Stored data
---*---

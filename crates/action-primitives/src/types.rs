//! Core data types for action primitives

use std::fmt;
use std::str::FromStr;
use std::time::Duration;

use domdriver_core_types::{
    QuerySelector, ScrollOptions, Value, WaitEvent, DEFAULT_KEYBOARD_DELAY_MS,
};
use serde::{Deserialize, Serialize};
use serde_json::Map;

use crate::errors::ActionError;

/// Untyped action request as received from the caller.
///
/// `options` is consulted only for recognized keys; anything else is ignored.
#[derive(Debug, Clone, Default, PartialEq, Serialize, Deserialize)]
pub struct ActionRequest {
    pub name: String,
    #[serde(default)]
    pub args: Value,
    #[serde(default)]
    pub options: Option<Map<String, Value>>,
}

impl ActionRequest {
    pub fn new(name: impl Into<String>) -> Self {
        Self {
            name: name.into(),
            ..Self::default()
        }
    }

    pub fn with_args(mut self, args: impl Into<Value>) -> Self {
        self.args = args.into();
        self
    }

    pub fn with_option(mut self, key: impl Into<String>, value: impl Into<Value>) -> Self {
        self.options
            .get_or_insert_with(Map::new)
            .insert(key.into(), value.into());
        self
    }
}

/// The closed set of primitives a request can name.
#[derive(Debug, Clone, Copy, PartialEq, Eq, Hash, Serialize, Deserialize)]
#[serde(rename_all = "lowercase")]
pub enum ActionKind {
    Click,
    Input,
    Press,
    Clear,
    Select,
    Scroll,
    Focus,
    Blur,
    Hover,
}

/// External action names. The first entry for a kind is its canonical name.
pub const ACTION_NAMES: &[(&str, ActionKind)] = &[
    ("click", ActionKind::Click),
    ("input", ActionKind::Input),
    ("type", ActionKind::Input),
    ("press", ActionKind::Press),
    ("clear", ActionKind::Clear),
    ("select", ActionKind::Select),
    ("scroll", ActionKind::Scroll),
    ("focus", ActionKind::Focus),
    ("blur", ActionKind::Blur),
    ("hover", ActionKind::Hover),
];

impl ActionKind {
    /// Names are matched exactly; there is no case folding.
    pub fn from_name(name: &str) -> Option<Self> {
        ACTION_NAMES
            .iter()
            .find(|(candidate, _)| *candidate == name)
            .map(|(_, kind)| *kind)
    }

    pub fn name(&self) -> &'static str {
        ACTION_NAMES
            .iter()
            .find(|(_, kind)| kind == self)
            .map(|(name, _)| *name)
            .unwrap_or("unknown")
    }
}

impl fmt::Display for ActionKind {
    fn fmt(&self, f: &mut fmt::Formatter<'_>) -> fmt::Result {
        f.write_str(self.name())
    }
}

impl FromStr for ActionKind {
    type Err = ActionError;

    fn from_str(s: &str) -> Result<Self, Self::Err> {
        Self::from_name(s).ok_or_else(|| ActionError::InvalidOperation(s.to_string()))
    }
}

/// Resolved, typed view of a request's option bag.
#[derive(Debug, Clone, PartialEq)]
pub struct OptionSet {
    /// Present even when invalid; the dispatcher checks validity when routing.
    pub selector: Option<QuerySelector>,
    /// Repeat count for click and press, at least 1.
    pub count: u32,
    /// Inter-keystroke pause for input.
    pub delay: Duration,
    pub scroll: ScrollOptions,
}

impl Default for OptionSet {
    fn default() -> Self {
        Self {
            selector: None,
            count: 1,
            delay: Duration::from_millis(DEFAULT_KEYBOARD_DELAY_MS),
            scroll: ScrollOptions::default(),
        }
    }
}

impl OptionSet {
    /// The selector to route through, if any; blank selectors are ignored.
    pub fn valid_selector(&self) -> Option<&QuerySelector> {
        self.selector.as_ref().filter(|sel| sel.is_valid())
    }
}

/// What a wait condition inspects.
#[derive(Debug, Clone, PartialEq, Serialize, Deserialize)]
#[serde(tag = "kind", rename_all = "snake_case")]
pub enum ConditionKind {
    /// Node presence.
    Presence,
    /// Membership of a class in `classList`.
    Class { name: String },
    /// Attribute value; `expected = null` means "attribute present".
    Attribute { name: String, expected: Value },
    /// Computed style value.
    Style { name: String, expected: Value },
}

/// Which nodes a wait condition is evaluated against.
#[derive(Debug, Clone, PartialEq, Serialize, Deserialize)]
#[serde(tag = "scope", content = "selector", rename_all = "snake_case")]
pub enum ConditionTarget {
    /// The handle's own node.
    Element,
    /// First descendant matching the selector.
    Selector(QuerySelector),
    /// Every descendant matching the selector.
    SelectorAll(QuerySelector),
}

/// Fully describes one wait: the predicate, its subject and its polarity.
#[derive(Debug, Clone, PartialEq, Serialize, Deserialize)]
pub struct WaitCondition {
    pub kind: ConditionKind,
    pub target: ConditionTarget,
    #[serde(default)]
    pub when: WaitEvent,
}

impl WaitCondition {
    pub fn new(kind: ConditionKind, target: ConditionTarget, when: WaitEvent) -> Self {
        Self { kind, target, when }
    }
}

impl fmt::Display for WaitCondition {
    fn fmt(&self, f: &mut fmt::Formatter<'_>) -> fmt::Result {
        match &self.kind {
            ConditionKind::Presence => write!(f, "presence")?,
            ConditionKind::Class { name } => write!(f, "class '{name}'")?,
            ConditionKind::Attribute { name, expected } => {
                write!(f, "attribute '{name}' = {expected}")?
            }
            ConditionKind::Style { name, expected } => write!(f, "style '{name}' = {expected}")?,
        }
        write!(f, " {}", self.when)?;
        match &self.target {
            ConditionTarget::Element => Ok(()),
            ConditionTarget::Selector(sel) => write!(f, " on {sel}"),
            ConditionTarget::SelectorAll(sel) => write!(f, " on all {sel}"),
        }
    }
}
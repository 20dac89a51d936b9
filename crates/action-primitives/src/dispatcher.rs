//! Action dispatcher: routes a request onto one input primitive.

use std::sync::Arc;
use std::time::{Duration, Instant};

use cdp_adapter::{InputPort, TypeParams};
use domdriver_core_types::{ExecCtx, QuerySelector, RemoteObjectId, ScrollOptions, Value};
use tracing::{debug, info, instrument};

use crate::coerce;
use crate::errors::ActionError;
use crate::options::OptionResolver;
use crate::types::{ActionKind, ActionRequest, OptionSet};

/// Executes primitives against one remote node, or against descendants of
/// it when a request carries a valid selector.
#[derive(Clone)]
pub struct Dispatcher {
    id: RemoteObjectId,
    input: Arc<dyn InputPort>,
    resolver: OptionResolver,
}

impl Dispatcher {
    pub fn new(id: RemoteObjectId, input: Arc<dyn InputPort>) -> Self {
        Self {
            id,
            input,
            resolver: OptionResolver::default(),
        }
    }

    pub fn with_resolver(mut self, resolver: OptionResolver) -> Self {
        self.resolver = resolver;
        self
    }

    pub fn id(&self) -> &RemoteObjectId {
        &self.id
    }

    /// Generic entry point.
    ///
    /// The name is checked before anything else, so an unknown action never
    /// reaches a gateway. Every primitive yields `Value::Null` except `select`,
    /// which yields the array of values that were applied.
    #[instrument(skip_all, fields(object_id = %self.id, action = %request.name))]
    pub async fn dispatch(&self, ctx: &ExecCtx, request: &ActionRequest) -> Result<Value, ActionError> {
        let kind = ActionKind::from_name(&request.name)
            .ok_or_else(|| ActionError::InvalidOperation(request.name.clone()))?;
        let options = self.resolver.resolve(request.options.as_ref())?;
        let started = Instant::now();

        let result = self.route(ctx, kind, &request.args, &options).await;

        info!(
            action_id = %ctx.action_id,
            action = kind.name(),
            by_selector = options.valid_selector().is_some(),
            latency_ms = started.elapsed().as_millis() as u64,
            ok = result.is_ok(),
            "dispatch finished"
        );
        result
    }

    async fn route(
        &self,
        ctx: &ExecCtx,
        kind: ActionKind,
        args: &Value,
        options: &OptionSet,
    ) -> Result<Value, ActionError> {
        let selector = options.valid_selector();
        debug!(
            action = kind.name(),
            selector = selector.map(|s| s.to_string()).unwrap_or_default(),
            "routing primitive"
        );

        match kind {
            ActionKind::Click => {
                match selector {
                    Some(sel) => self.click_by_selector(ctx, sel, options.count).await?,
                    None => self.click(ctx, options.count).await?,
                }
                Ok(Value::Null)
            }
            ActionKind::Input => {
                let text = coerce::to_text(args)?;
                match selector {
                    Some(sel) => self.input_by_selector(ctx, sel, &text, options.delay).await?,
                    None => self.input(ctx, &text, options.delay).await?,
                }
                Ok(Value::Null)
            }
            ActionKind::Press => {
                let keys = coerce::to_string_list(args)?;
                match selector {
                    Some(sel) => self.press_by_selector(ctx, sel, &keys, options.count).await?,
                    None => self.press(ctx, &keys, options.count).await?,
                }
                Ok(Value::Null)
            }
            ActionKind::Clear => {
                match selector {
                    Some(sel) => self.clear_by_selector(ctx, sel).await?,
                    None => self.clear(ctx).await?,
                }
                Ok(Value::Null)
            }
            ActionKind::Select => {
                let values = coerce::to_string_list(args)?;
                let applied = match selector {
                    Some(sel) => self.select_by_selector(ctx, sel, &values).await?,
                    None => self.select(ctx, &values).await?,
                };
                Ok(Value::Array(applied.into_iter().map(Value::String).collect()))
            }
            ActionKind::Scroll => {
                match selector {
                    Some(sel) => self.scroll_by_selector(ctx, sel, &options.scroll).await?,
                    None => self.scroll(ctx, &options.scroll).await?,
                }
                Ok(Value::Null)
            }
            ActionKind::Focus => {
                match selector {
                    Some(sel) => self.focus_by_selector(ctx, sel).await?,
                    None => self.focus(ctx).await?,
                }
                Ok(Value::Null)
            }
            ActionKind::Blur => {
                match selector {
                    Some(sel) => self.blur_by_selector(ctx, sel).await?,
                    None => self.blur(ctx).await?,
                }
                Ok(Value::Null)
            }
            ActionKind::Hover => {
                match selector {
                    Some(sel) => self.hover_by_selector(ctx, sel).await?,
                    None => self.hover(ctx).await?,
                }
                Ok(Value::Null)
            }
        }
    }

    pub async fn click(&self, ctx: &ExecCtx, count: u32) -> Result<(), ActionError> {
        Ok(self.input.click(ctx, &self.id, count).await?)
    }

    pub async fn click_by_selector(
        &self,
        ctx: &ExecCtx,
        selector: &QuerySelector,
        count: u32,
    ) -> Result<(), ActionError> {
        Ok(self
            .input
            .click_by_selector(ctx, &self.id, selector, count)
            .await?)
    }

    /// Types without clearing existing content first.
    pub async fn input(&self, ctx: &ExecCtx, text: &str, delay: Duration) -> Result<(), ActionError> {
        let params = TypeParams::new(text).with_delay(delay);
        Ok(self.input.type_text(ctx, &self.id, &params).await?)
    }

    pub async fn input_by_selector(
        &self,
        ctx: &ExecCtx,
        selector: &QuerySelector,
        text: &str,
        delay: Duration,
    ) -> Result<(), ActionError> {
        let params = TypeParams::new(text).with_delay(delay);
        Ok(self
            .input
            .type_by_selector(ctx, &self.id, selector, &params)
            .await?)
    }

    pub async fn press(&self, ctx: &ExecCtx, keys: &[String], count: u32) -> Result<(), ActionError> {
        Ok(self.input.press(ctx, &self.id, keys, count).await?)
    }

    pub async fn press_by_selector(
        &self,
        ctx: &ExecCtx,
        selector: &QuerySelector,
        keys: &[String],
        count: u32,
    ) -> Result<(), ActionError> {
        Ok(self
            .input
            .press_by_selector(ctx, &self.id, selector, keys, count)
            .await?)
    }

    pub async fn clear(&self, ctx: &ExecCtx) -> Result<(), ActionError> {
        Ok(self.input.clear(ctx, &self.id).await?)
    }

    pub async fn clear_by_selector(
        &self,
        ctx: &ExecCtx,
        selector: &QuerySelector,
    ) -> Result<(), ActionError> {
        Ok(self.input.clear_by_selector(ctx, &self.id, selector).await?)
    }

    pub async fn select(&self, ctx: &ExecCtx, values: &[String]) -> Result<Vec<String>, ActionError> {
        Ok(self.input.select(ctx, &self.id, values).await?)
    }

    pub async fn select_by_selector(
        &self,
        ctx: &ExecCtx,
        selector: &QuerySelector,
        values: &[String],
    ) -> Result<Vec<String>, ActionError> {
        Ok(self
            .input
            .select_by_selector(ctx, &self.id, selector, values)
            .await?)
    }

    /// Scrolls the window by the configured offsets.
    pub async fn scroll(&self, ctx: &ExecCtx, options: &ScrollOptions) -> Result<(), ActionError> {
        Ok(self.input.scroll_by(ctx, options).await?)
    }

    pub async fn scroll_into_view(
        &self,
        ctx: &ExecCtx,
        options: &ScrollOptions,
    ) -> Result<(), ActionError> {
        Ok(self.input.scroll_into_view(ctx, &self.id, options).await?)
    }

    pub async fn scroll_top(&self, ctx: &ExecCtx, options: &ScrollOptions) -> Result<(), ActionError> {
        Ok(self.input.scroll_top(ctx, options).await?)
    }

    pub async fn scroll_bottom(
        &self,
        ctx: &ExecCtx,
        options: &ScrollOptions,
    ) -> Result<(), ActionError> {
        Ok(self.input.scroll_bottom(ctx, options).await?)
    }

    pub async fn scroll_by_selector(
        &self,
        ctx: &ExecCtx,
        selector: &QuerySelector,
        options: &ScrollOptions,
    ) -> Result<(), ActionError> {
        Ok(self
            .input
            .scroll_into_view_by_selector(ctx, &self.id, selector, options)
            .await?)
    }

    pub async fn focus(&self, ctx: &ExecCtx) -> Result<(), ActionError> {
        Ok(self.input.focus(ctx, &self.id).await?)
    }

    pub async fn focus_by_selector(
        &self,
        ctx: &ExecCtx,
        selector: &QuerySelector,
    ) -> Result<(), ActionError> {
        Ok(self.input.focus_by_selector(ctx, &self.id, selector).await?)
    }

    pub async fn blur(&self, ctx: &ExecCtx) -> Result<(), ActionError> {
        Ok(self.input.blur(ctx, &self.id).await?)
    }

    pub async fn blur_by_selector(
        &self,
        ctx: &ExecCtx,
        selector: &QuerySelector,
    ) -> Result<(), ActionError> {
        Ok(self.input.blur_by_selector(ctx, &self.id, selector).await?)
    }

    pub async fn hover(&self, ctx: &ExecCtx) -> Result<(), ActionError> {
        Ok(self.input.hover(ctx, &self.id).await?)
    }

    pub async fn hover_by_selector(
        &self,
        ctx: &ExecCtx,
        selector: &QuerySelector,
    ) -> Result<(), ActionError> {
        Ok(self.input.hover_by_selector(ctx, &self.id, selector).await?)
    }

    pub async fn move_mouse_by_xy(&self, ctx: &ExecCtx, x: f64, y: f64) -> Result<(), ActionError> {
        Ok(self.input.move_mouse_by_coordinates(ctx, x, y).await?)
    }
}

---*---

[Work order]: Your reply is to repeat, unchanged, the lines above running from the one with "for action primitives" up to and including the one with "pub fn with_option(mut".

[Result for this task]:
//! Core data types for action primitives

use std::fmt;
use std::str::FromStr;
use std::time::Duration;

use domdriver_core_types::{
    QuerySelector, ScrollOptions, Value, WaitEvent, DEFAULT_KEYBOARD_DELAY_MS,
};
use serde::{Deserialize, Serialize};
use serde_json::Map;

use crate::errors::ActionError;

/// Untyped action request as received from the caller.
///
/// `options` is consulted only for recognized keys; anything else is ignored.
#[derive(Debug, Clone, Default, PartialEq, Serialize, Deserialize)]
pub struct ActionRequest {
    pub name: String,
    #[serde(default)]
    pub args: Value,
    #[serde(default)]
    pub options: Option<Map<String, Value>>,
}

impl ActionRequest {
    pub fn new(name: impl Into<String>) -> Self {
        Self {
            name: name.into(),
            ..Self::default()
        }
    }

    pub fn with_args(mut self, args: impl Into<Value>) -> Self {
        self.args = args.into();
        self
    }

    pub fn with_option(mut self, key: impl Into<String>, value: impl Into<Value>) -> Self {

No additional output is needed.